Every one of us has individuals in our lives who in one way or another were instrumental in helping us come to where we are today. When I field that question to Anu, he contemplates for a moment. “This is a very dangerous question; I hope I don’t leave anyone out,” he says, half jokingly. “Ibrahim Hussein, though I don’t know him well enough, has been a sort of yardstick, and I love his work. There have been people in galleries, such as Valentine [Willie] and Beverly [Yong, both of Valentine Willie Fine Art] who really encouraged me when I first started out — they played a really integral role.
“When I stopped painting for a while, Datuk N Parameswaran, the Malaysian High Commissioner to Singapore, forced me to start painting again. He used to organise exhibitions and he loved my old works and he wanted me to be in those shows. You need encouragement like that. People like [Lim] Wei Ling, this gallery, have been really instrumental. Even though I’ve only been here for a year, it’s been fantastic. From a teaching point of view, there are two people: Redza Piyadasa and Jolly Koh. Both have been a considerable influence and had a hand in my development.”
On the homefront, the artist has a nine-year-old daughter who is artistically inclined, just like her father. Anu says his wife and daughter are the best judges of his work — they are often critical, but always right in the end. “Most of the time, they’re pretty spot on. Everything from aesthetics to philosophy and content-wise, they’re very good judges of what I want to say.”

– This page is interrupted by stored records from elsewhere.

//! Message Handler module for processing incoming Telegram messages

use std::sync::Arc;

use anyhow::Result;
use teloxide::prelude::*;
use teloxide::types::{ChatAction, FileId, InputFile};
use tracing::{debug, error, info, warn};

// Import localization
use crate::localization::t_lang;

// Import flow and session types
use crate::flow::{validate_description, FlowState};
use crate::gemini::SYSTEM_PROMPT;
use crate::storage::sniff_extension;
use crate::utils::{extract_addressed_text, split_message};

// Import UI builder functions
use super::ui_builder::{create_image_review_keyboard, format_image_review_caption};
use super::AppDeps;

/// Fetch a Telegram file's raw bytes through the file API.
pub async fn download_file(bot: &Bot, file_id: FileId) -> Result<Vec<u8>> {
    let file = bot.get_file(file_id).await?;
    let url = format!(
        "https://api.telegram.org/file/bot{}/{}",
        bot.token(),
        file.path
    );

    let response = reqwest::get(&url).await?;
    let bytes = response.bytes().await?;
    Ok(bytes.to_vec())
}

async fn handle_command(
    bot: &Bot,
    msg: &Message,
    deps: &Arc<AppDeps>,
    command: &str,
    language_code: Option<&str>,
) -> Result<()> {
    bot.send_chat_action(msg.chat.id, ChatAction::Typing).await?;

    match command {
        "/create_post" => {
            debug!(user_id = %msg.chat.id, "Starting post creation flow");
            deps.sessions.reset(msg.chat.id).await;
            bot.send_message(msg.chat.id, t_lang("create-ask-image", language_code))
                .await?;
        }
        "/cancel" => {
            if deps.sessions.get(msg.chat.id).await.is_some() {
                deps.sessions.clear(msg.chat.id).await;
                bot.send_message(msg.chat.id, t_lang("post-cancelled", language_code))
                    .await?;
            } else {
                bot.send_message(msg.chat.id, t_lang("nothing-to-cancel", language_code))
                    .await?;
            }
        }
        "/start" => {
            let history = deps.histories.reset(msg.chat.id, SYSTEM_PROMPT).await;
            match deps.gemini.chat_response(&history).await {
                Ok(reply) => {
                    deps.histories.push_model_turn(msg.chat.id, &reply).await;
                    for chunk in split_message(&reply) {
                        bot.send_message(msg.chat.id, chunk).await?;
                    }
                }
                Err(e) => {
                    warn!(user_id = %msg.chat.id, error = %e, "Greeting generation failed, using fallback");
                    bot.send_message(msg.chat.id, t_lang("welcome-fallback", language_code))
                        .await?;
                }
            }
            info!(user_id = %msg.chat.id, "Chat history initialized");
        }
        "/clear" => {
            deps.histories.reset(msg.chat.id, SYSTEM_PROMPT).await;
            info!(user_id = %msg.chat.id, "Chat history cleared");
            bot.send_message(msg.chat.id, t_lang("chat-cleared", language_code))
                .await?;
        }
        _ => {
            // Unknown commands get the command overview
            let help_message = vec![
                t_lang("help-title", language_code),
                t_lang("help-start", language_code),
                t_lang("help-clear", language_code),
                t_lang("help-create-post", language_code),
                t_lang("help-cancel", language_code),
                t_lang("help-help", language_code),
            ]
            .join("\n");
            bot.send_message(msg.chat.id, help_message).await?;
        }
    }

    Ok(())
}

/// Handle the description step: validate, generate variant images and enter
/// the image review step, or end the flow on generation failure.
async fn handle_description_input(
    bot: &Bot,
    msg: &Message,
    deps: &Arc<AppDeps>,
    session: &mut crate::session::Session,
    text: &str,
    language_code: Option<&str>,
) -> Result<()> {
    let description = match validate_description(text) {
        Ok(description) => description,
        Err("too_long") => {
            bot.send_message(msg.chat.id, t_lang("error-description-too-long", language_code))
                .await?;
            return Ok(());
        }
        Err(_) => {
            bot.send_message(msg.chat.id, t_lang("error-invalid-description", language_code))
                .await?;
            return Ok(());
        }
    };

    // Session corruption: the description step requires a stored image
    let Some(image_path) = session.product_image.clone() else {
        warn!(user_id = %msg.chat.id, "Description received without a stored product image");
        bot.send_message(msg.chat.id, t_lang("error-missing-image", language_code))
            .await?;
        deps.sessions.clear(msg.chat.id).await;
        return Ok(());
    };

    session.description = Some(description.clone());

    bot.send_chat_action(msg.chat.id, ChatAction::Typing).await?;
    bot.send_message(msg.chat.id, t_lang("generating-images", language_code))
        .await?;

    match deps
        .gemini
        .generate_product_images(&image_path, &description, &deps.media)
        .await
    {
        Ok(images) if !images.is_empty() => {
            info!(user_id = %msg.chat.id, image_count = images.len(), "Product images generated");
            session.replace_generated_images(images);
            session.state = FlowState::ChooseImage;

            let Some(image) = session.current_image() else {
                return Ok(());
            };
            bot.send_photo(msg.chat.id, InputFile::file(&image.file_path))
                .caption(format_image_review_caption(
                    0,
                    session.generated_images.len(),
                    language_code,
                ))
                .reply_markup(create_image_review_keyboard(language_code))
                .await?;
        }
        Ok(_) => {
            warn!(user_id = %msg.chat.id, "Image generation returned no images");
            bot.send_message(msg.chat.id, t_lang("error-no-images", language_code))
                .await?;
            deps.sessions.clear(msg.chat.id).await;
        }
        Err(e) => {
            error!(user_id = %msg.chat.id, error = %e, "Image generation failed");
            bot.send_message(
                msg.chat.id,
                crate::localization::t_args_lang(
                    "error-generation",
                    &[("error", &e.to_string())],
                    language_code,
                ),
            )
            .await?;
            deps.sessions.clear(msg.chat.id).await;
        }
    }

    Ok(())
}

async fn handle_text_message(bot: &Bot, msg: &Message, deps: Arc<AppDeps>) -> Result<()> {
    let Some(text) = msg.text() else {
        return Ok(());
    };
    debug!(user_id = %msg.chat.id, message_length = text.len(), "Received text message from user");

    // Extract user's language code from Telegram
    let language_code = msg
        .from
        .as_ref()
        .and_then(|user| user.language_code.as_ref())
        .map(|s| s.as_str());

    // Commands first, so /cancel works from any flow state and a command is
    // never swallowed as a description
    if text.starts_with('/') {
        // Group-style "/cmd@BotName arg" still resolves to the bare command
        let command = text
            .split_whitespace()
            .next()
            .unwrap_or(text)
            .split('@')
            .next()
            .unwrap_or(text);
        return handle_command(bot, msg, &deps, command, language_code).await;
    }

    // Route by flow state while a post creation session is active
    if let Some(session) = deps.sessions.get(msg.chat.id).await {
        let mut session = session.lock().await;
        match session.state {
            FlowState::AwaitImage => {
                // Wrong input kind: re-prompt, no state change
                bot.send_message(msg.chat.id, t_lang("error-not-image", language_code))
                    .await?;
            }
            FlowState::AwaitDescription => {
                handle_description_input(bot, msg, &deps, &mut session, text, language_code)
                    .await?;
            }
            FlowState::ChooseImage | FlowState::ChooseCaption => {
                debug!(user_id = %msg.chat.id, state = ?session.state, "Ignoring text during review step");
            }
        }
        return Ok(());
    }

    // No active flow: free-form assistant chat over stored history. Group
    // chats are only answered when the bot is mentioned, and the mention is
    // stripped before it enters the history
    let is_group = msg.chat.is_group() || msg.chat.is_supergroup();
    let Some(user_message) =
        extract_addressed_text(text, deps.bot_username.as_deref(), is_group)
    else {
        debug!(user_id = %msg.chat.id, "Group message does not mention the bot; ignoring");
        return Ok(());
    };

    bot.send_chat_action(msg.chat.id, ChatAction::Typing).await?;
    let history = deps
        .histories
        .push_user_turn(msg.chat.id, SYSTEM_PROMPT, &user_message)
        .await;
    match deps.gemini.chat_response(&history).await {
        Ok(reply) => {
            deps.histories.push_model_turn(msg.chat.id, &reply).await;
            for chunk in split_message(&reply) {
                bot.send_message(msg.chat.id, chunk).await?;
            }
        }
        Err(e) => {
            error!(user_id = %msg.chat.id, error = %e, "Chat completion failed");
            bot.send_message(msg.chat.id, t_lang("chat-error", language_code))
                .await?;
        }
    }

    Ok(())
}

async fn handle_photo_message(bot: &Bot, msg: &Message, deps: Arc<AppDeps>) -> Result<()> {
    let language_code = msg
        .from
        .as_ref()
        .and_then(|user| user.language_code.as_ref())
        .map(|s| s.as_str());

    debug!(user_id = %msg.chat.id, "Received photo message from user");

    let Some(session) = deps.sessions.get(msg.chat.id).await else {
        bot.send_message(msg.chat.id, t_lang("chat-photo-hint", language_code))
            .await?;
        return Ok(());
    };
    let mut session = session.lock().await;

    if session.state != FlowState::AwaitImage {
        debug!(user_id = %msg.chat.id, state = ?session.state, "Ignoring photo outside the upload step");
        return Ok(());
    }

    // Highest resolution rendition comes last
    let Some(photo) = msg.photo().and_then(|photos| photos.last()) else {
        return Ok(());
    };

    let bytes = match download_file(bot, photo.file.id.clone()).await {
        Ok(bytes) => bytes,
        Err(e) => {
            error!(user_id = %msg.chat.id, error = %e, "Failed to download product image");
            bot.send_message(msg.chat.id, t_lang("error-download-failed", language_code))
                .await?;
            return Ok(());
        }
    };

    let path = deps.media.save_received(&bytes, sniff_extension(&bytes))?;
    debug!(user_id = %msg.chat.id, path = %path.display(), "Product image stored");

    session.product_image = Some(path);
    session.state = FlowState::AwaitDescription;

    bot.send_chat_action(msg.chat.id, ChatAction::Typing).await?;
    bot.send_message(msg.chat.id, t_lang("create-ask-description", language_code))
        .await?;

    Ok(())
}

/// Reply key for a message kind the bot cannot work with. During the upload
/// step this is the flow's re-prompt rather than the generic hint, so a
/// sticker or document still tells the user what the flow expects.
fn unsupported_reply_key(awaiting_image: bool) -> &'static str {
    if awaiting_image {
        "error-not-image"
    } else {
        "unsupported-message"
    }
}

async fn handle_unsupported_message(bot: &Bot, msg: &Message, deps: Arc<AppDeps>) -> Result<()> {
    let language_code = msg
        .from
        .as_ref()
        .and_then(|user| user.language_code.as_ref())
        .map(|s| s.as_str());

    debug!(user_id = %msg.chat.id, "Received unsupported message type from user");

    let awaiting_image = match deps.sessions.get(msg.chat.id).await {
        Some(session) => session.lock().await.state == FlowState::AwaitImage,
        None => false,
    };
    bot.send_message(
        msg.chat.id,
        t_lang(unsupported_reply_key(awaiting_image), language_code),
    )
    .await?;
    Ok(())
}

pub async fn message_handler(bot: Bot, msg: Message, deps: Arc<AppDeps>) -> Result<()> {
    if msg.text().is_some() {
        handle_text_message(&bot, &msg, deps).await?;
    } else if msg.photo().is_some() {
        handle_photo_message(&bot, &msg, deps).await?;
    } else {
        handle_unsupported_message(&bot, &msg, deps).await?;
    }

    Ok(())
}

#[cfg(test)]
mod tests {
    use super::*;

    #[test]
    fn test_unsupported_reply_reprompts_during_upload_step() {
        assert_eq!(unsupported_reply_key(true), "error-not-image");
        assert_eq!(unsupported_reply_key(false), "unsupported-message");
    }
}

Anu doesn’t have anything planned yet for his next solo exhibition but is currently concentrating on making works for group shows. In the midst of all this, he finds time to indulge in his favourite pastime — watching television. “TV is such a wonderful reference point. I waste a lot of time watching it, but all this has come out of that,” he says, referring to his artworks. “I know everything on Nickelodeon. In fact, the kids’ channel is much better than what we’re getting on adult TV.” He starts naming shows he enjoys, such as SpongeBob SquarePants, Cow and Chicken, Fairly Odd Parents and Samurai Jack. “I find that language quite beautiful, to be able to appeal to adults and children at the same time. My work is like that — there’s a childlike storytelling quality to it that I really cherish.”
It is this very same quality that resonates with both art lovers and critics, because no matter how old we get, we’ll never tire of a good story.